In 1857 the lease was first applied for by Hugh & Samual Fraser, named "Beinn Achiu" gaelic for "mountains of the dog". The lease consisted of all the land between Lake Ohou and the Pukaki River. This covered 80,356 acres. The Fraser’s culivated one acre of barley per annum and distilled their own whiskey. The Haldon Station diary dated 22nd August 1868 has an entry stating they had received one gallon of whiskey from The Frasers’. The Fraser Stream is named after the Fraser brothers.
In 1867 the station was sold to Messrs Ostler and Dawson. The name then becoming Ben Ohau. Early maps show Lake Ohau spelt as Lake Ohou. This was most probably bought about by a spelling mistake on later government maps. William Oster died sometime after straining himself whilst trying to stop a wool bale falling from a wagon into The Ohau river. The hill to the south of the homestead is named Mt Ostler.

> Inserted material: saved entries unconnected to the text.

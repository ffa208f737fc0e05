//! Elm-style screen model for the terminal presenter.
//!
//! All display state lives in [`BeadsModel`]. Core calls and key presses
//! arrive as [`BeadsMsg`] values; anything that must leave the model (a
//! committed rating, an abort) comes back as a [`BeadsCmd`] from
//! [`super::update::update`]. No I/O happens here.

#![allow(missing_docs)]

use crossterm::event::KeyEvent;
use rand::SeedableRng;
use rand::rngs::StdRng;
use rand::seq::SliceRandom;

use super::theme::Theme;
use super::widgets::box_composition;
use crate::design::factors::{BoxColor, BoxSide};
use crate::present::{BoxLayout, BoxScene, EvidenceFrame, Notice, RatingPrompt};

/// Longest identifier the prompt accepts.
pub const SUBJECT_INPUT_LIMIT: usize = 64;

/// Starting slider position, in percent.
pub const SLIDER_START: u8 = 50;

// ──────────────────── input modes ────────────────────

/// What the keyboard currently controls.
#[derive(Debug, Clone, PartialEq, Eq)]
pub enum InputMode {
    /// Only Esc does anything.
    Idle,
    Rating { prompt: RatingPrompt, percent: u8 },
    Choice,
    Acknowledge,
    Subject { buffer: String, error: Option<String> },
}

// ──────────────────── model ────────────────────

#[derive(Debug)]
pub struct BeadsModel {
    pub scene: Option<BoxScene>,
    /// Shuffled bead positions for the left and right boxes.
    pub cells: [Vec<BoxColor>; 2],
    pub evidence: Option<EvidenceFrame>,
    pub notice: Option<Notice>,
    pub input: InputMode,
    pub terminal_size: (u16, u16),
    pub theme: Theme,
    rng: StdRng,
}

impl BeadsModel {
    #[must_use]
    pub fn new(terminal_size: (u16, u16), theme: Theme, seed: u64) -> Self {
        Self {
            scene: None,
            cells: [Vec::new(), Vec::new()],
            evidence: None,
            notice: None,
            input: InputMode::Idle,
            terminal_size,
            theme,
            rng: StdRng::seed_from_u64(seed),
        }
    }

    /// Adopt a new scene. A `Together` scene starts a trial: bead positions
    /// are reshuffled and old evidence is dropped.
    pub fn set_scene(&mut self, scene: BoxScene) {
        let new_trial = scene.layout == BoxLayout::Together || self.cells[0].is_empty();
        if new_trial {
            for (slot, side) in [BoxSide::Left, BoxSide::Right].into_iter().enumerate() {
                let mut cells = box_composition(scene.box_at(side));
                cells.shuffle(&mut self.rng);
                self.cells[slot] = cells;
            }
            self.evidence = None;
        }
        self.notice = None;
        self.scene = Some(scene);
    }

    /// Blank everything except the keyboard mode.
    pub fn clear(&mut self) {
        self.scene = None;
        self.evidence = None;
        self.notice = None;
    }
}

// ──────────────────── messages ────────────────────

/// Events that drive state transitions in the model.
#[derive(Debug, Clone, PartialEq, Eq)]
pub enum BeadsMsg {
    Key(KeyEvent),
    Resize { cols: u16, rows: u16 },
    ShowScene(BoxScene),
    ShowEvidence(EvidenceFrame),
    ShowNotice(Notice),
    Clear,
    BeginRating(RatingPrompt),
    BeginChoice,
    BeginAcknowledge,
    BeginSubject,
    SubjectRejected(String),
}

// ──────────────────── commands ────────────────────

/// Side effects requested by the update function.
#[derive(Debug, Clone, PartialEq)]
pub enum BeadsCmd {
    None,
    CommitRating(f64),
    CommitChoice(BoxSide),
    Acknowledged,
    SubmitSubject(String),
    Abort,
}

Mortgagees Goldsborough and Company took over the running of the property until the sale in 1889. There was however no bid due to too many rabbits. In 1891 James Preston bought Ben Ohau including 16,800 sheep. Preston lost 6,000 sheep in the massive 1895 snow. This along with the devastating rabbit plaque, and what Preston considered then as a lime and salt deficiency was reason enough for him to try and abandon the run eventually succeeding in 1897 when his manager-nephew John E.P. Cameron was granted a lease by the Crown at a special rental due to the massive degradation by rabbits.
John nurtured the land back to production and at one time had 16 rabbiters’ poisoning and trapping rabbits. His success was evident for the Crown decided to reduce the area of the property in the 1911 release of runs. The Crown also made Cameron relinquish almost 40, 000 acres for post-war soldier resettlement in 1920 producing 3 new runs, Benrose, Omahau, and Ruataniwha.
The Cameron family have continued to farm this area for over a century. The small local town of Pukaki was flooded when the new high dam was built and a further 1200 acres of Ben Ohau was sold to the crown for the hydroelectric development for the building of the canal during 1967-1983. The town of Twizel was built during this period to accommodate all the construction workers.
In 2016 the fourth generation of The Cameron family celebrated 125 years of settlement on Ben Ohau Station, carry with them a lasting respect for the land and all that their forebears endured.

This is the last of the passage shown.